Le GR20. Ce sentier mythique traversant la Corse du Nord au Sud est réputé pour être l’un des plus exigeants et difficiles d’Europe : 15 jours en moyenne pour parcourir 180 kilomètres et plus de 10 000 mètres de dénivelé sur des sentiers rocailleux. Un défi que Charlaine et Gwenaël ont décidé de relever.
Mais ici, la montagne est reine, et chaque pas dicté par la nature sauvage et minérale de l’île de beauté. Entre difficultés physiques et météo capricieuse, l’aventure n’est pas de tout repos, mais largement récompensée par l’ambiance, les rencontres inattendues et la beauté des paysages corses.
Découvrez ici la première partie du récit de Charlaine et Gwenaël : le GR20 Nord, 9 étapes de Calenzana à Vizzavona.

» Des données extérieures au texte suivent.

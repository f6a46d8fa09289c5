use crate::application::ledger::AllowanceLedger;
use crate::application::price::PriceTracker;
use crate::domain::account::{AccountId, extended_expiry};
use crate::domain::ports::{PaymentNodeBox, SettlementEvent, SettlementStream};
use crate::domain::price::Satoshis;
use crate::error::{MeterError, Result};
use chrono::{TimeDelta, Utc};
use futures_util::StreamExt;
use std::collections::HashMap;
use std::collections::hash_map::Entry;
use std::sync::Arc;
use std::time::Duration;
use tokio::sync::{Mutex, watch};
use tokio::time::Instant;
use tracing::{debug, error, info, warn};

pub const DEFAULT_MAX_ALLOWANCE: Duration = Duration::from_secs(30 * 24 * 60 * 60);
pub const DEFAULT_SETTLEMENT_BACKOFF: Duration = Duration::from_secs(15);
/// Twice LND's default invoice expiry of one hour.
pub const DEFAULT_PENDING_TTL: Duration = Duration::from_secs(2 * 60 * 60);

#[derive(Debug, Clone, Copy, PartialEq, Eq)]
pub struct GatewayConfig {
    /// Furthest into the future an allowance may reach after a purchase.
    pub max_allowance: Duration,
    /// Pause before resubscribing after the settlement feed fails or ends.
    pub settlement_backoff: Duration,
    /// Age after which an unpaid invoice is forgotten. Must outlive the node's invoice expiry.
    pub pending_ttl: Duration,
}

impl Default for GatewayConfig {
    fn default() -> Self {
        Self {
            max_allowance: DEFAULT_MAX_ALLOWANCE,
            settlement_backoff: DEFAULT_SETTLEMENT_BACKOFF,
            pending_ttl: DEFAULT_PENDING_TTL,
        }
    }
}

/// An issued, unpaid invoice for more allowance.
#[derive(Debug, Clone, PartialEq, Eq)]
pub struct ExtensionInvoice {
    pub payment_request: String,
    pub amount: Satoshis,
    pub duration: Duration,
}

/// Outcome of waiting on a payment request.
#[derive(Debug, Clone, Copy, PartialEq, Eq)]
pub enum Completion {
    Completed,
    TimedOut,
    /// Unknown, already completed, or abandoned payment request.
    NotFound,
}

impl Completion {
    pub fn as_str(&self) -> &'static str {
        match self {
            Completion::Completed => "completed",
            Completion::TimedOut => "timeout",
            Completion::NotFound => "not found",
        }
    }
}

struct PendingExtension {
    account_id: AccountId,
    duration: Duration,
    completed: watch::Sender<bool>,
    issued_at: Instant,
}

/// Sells allowance over Lightning.
///
/// Invoices are minted through the payment node and tracked in an in-memory
/// pending table keyed by payment request. A settlement consumer removes each
/// entry when its invoice settles, credits the account and wakes every waiter.
/// The pending table is lost on restart; invoices settled while the process is
/// down are never credited. Entries older than `pending_ttl` are dropped the next
/// time an invoice is issued, which wakes their waiters with `NotFound`.
pub struct PaymentGateway {
    ledger: Arc<AllowanceLedger>,
    node: PaymentNodeBox,
    prices: Arc<PriceTracker>,
    pending: Mutex<HashMap<String, PendingExtension>>,
    config: GatewayConfig,
}

impl PaymentGateway {
    pub fn new(
        ledger: Arc<AllowanceLedger>,
        node: PaymentNodeBox,
        prices: Arc<PriceTracker>,
        config: GatewayConfig,
    ) -> Self {
        Self {
            ledger,
            node,
            prices,
            pending: Mutex::new(HashMap::new()),
            config,
        }
    }

    /// Issues an invoice for `duration` of additional access.
    ///
    /// The price is the hourly satoshi rate times the purchased hours, rounded up.
    /// The invoice is only returned once its pending entry is recorded; any
    /// failure along the way yields no payment request.
    pub async fn request_extension(
        &self,
        account_id: &AccountId,
        duration: Duration,
    ) -> Result<ExtensionInvoice> {
        if duration.is_zero() {
            return Err(MeterError::ValidationError(
                "Duration must be positive".to_string(),
            ));
        }

        let account = self.ledger.get_account(account_id).await?;
        let now = Utc::now();
        let projected = extended_expiry(account.expiry, duration, now)?;
        let horizon = TimeDelta::from_std(self.config.max_allowance)
            .ok()
            .and_then(|max| now.checked_add_signed(max));
        if horizon.is_some_and(|horizon| projected > horizon) {
            return Err(MeterError::ValidationError(format!(
                "Allowance cannot extend beyond {}",
                humanize(self.config.max_allowance)
            )));
        }

        let snapshot = self.prices.snapshot().await?;
        let amount = snapshot.price_for(duration)?;
        let memo = format!("Add {} to MeterVPN allowance", humanize(duration));

        let payment_request = self.node.issue_invoice(amount, &memo).await?;

        let mut pending = self.pending.lock().await;
        let dropped = retain_fresh(&mut pending, self.config.pending_ttl);
        if dropped > 0 {
            debug!(dropped, "Dropped unpaid invoices past their lifetime");
        }
        match pending.entry(payment_request.clone()) {
            Entry::Occupied(_) => {
                return Err(MeterError::UpstreamError(
                    "Payment node returned a payment request that is already pending".to_string(),
                ));
            }
            Entry::Vacant(slot) => {
                let (completed, _) = watch::channel(false);
                slot.insert(PendingExtension {
                    account_id: account_id.clone(),
                    duration,
                    completed,
                    issued_at: Instant::now(),
                });
            }
        }
        drop(pending);

        info!(account_id = %account_id, amount = %amount, ?duration, "Invoice issued");
        Ok(ExtensionInvoice {
            payment_request,
            amount,
            duration,
        })
    }

    /// Waits until `payment_request` is settled and credited, or `timeout` passes.
    ///
    /// Only the caller is suspended. Timing out leaves the invoice payable.
    pub async fn await_completion(&self, payment_request: &str, timeout: Duration) -> Completion {
        let mut receiver = {
            let pending = self.pending.lock().await;
            match pending.get(payment_request) {
                Some(entry) => entry.completed.subscribe(),
                None => return Completion::NotFound,
            }
        };

        let waited = tokio::time::timeout(timeout, async {
            receiver.wait_for(|completed| *completed).await.map(|_| ())
        })
        .await;

        match waited {
            Ok(Ok(())) => Completion::Completed,
            // The sender was dropped without completing.
            Ok(Err(_)) => Completion::NotFound,
            Err(_) => Completion::TimedOut,
        }
    }

    /// Applies one event from the settlement feed.
    ///
    /// Returns `true` if a pending extension was credited. Unsettled events and
    /// payment requests this process did not issue are ignored, which also makes
    /// redelivery harmless. If the credit fails the entry is restored so a later
    /// redelivery can apply it.
    pub async fn apply_settlement(&self, event: SettlementEvent) -> Result<bool> {
        if !event.settled {
            return Ok(false);
        }

        let entry = self.pending.lock().await.remove(&event.payment_request);
        let Some(entry) = entry else {
            debug!("Ignoring settlement for unknown payment request");
            return Ok(false);
        };

        match self.ledger.add_allowance(&entry.account_id, entry.duration).await {
            Ok(expiry) => {
                info!(account_id = %entry.account_id, expiry = %expiry, "Payment settled");
                entry.completed.send_replace(true);
                Ok(true)
            }
            Err(e) => {
                error!(account_id = %entry.account_id, error = %e, "Failed to credit settled payment");
                self.pending
                    .lock()
                    .await
                    .insert(event.payment_request, entry);
                Err(e)
            }
        }
    }

    /// Consumes the settlement feed forever, resubscribing after a fixed backoff
    /// whenever the subscription fails or the stream ends.
    pub async fn run_settlements(&self) {
        loop {
            match self.node.subscribe_settlements().await {
                Ok(stream) => {
                    info!("Subscribed to invoice settlements");
                    self.consume(stream).await;
                }
                Err(e) => error!(error = %e, "Could not subscribe to invoice settlements"),
            }
            tokio::time::sleep(self.config.settlement_backoff).await;
        }
    }

    async fn consume(&self, mut stream: SettlementStream) {
        while let Some(item) = stream.next().await {
            match item {
                Ok(event) => {
                    if let Err(e) = self.apply_settlement(event).await {
                        error!(error = %e, "Settlement not applied");
                    }
                }
                Err(e) => {
                    warn!(error = %e, "Settlement stream failed");
                    return;
                }
            }
        }
        warn!("Settlement stream ended");
    }

    /// Forgets unpaid invoices older than `pending_ttl` and returns how many were dropped.
    pub async fn prune_expired(&self) -> usize {
        let mut pending = self.pending.lock().await;
        retain_fresh(&mut pending, self.config.pending_ttl)
    }

    pub async fn pending_count(&self) -> usize {
        self.pending.lock().await.len()
    }

    pub fn config(&self) -> &GatewayConfig {
        &self.config
    }
}

fn retain_fresh(pending: &mut HashMap<String, PendingExtension>, ttl: Duration) -> usize {
    let before = pending.len();
    pending.retain(|_, entry| entry.issued_at.elapsed() < ttl);
    before - pending.len()
}

/// Renders a duration as e.g. `1 day 2 hours` for invoice memos.
pub fn humanize(duration: Duration) -> String {
    const UNITS: [(u64, &str); 4] = [(86_400, "day"), (3_600, "hour"), (60, "minute"), (1, "second")];

    let mut remaining = duration.as_secs();
    if remaining == 0 {
        return format!("{} ms", duration.as_millis());
    }

    let mut parts = Vec::new();
    for (size, name) in UNITS {
        let count = remaining / size;
        remaining %= size;
        match count {
            0 => {}
            1 => parts.push(format!("1 {name}")),
            n => parts.push(format!("{n} {name}s")),
        }
    }
    parts.join(" ")
}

Notre aventure commence au village de Calenzana endormi. On rejoint le début du sentier. On y est. Étrange sentiment, après des mois de préparation, entre l’excitation, la soif de découverte, mais aussi l’appréhension : qu’est-ce qui nous attend ?
Le sentier s’élève lentement à travers Calenzana avant de s’enfoncer dans la montagne. Il fait encore frais, le soleil n’est pas levé. Plutôt agréable pour marcher. Cette première étape fera office de test. Sommes-nous prêts, physiquement ? Le terrain est plutôt simple pour le moment mais les bâtons nous sont déjà bien utiles.
On ne tarde pas à rejoindre deux couples de Belges du même âge que nous, Christophe, Laurie-Anne, Valérie et Mathieu. On ne le sait pas encore, mais ces derniers resteront avec nous jusqu’au bout. Magie de la montagne et de ses rencontres.
On a optimisé nos sacs au maximum — plus c’est léger, mieux c’est ! — mais on porte tout de même 11 kilos chacun : nos sacs de couchage, de l’eau et des repas pour 7 jours, principalement. Le reste sera acheté au fur et à mesure, dans les bergeries et les refuges croisés en chemin. Bien sûr, on aurait pu faire plus léger, mais cela demandait un investissement matériel qu’on ne pouvait pas assumer. Il faut savoir faire des compromis !
Lors de cette première étape, comme sur beaucoup d’autres d’ailleurs, Charlaine se trouve critiquée par d’autres randonneurs à propos de son appareil photo jugé « inutile » et « encombrant ». Là encore, tout est question de compromis. Pour la photographe professionnelle et passionnée qu’elle est, il était inimaginable de partir sans…
Premier refuge, Ortu di U Piobu. Premier bivouac, pour être précis. Chaque soir, on dort dans les tentes mises à disposition par les refuges. Chacun s’occupe et se repose : douche, jeu de cartes et écriture de ce récit. Avec, en bonus, un chant corse interprété par le gardien. Bienvenue sur le GR20 !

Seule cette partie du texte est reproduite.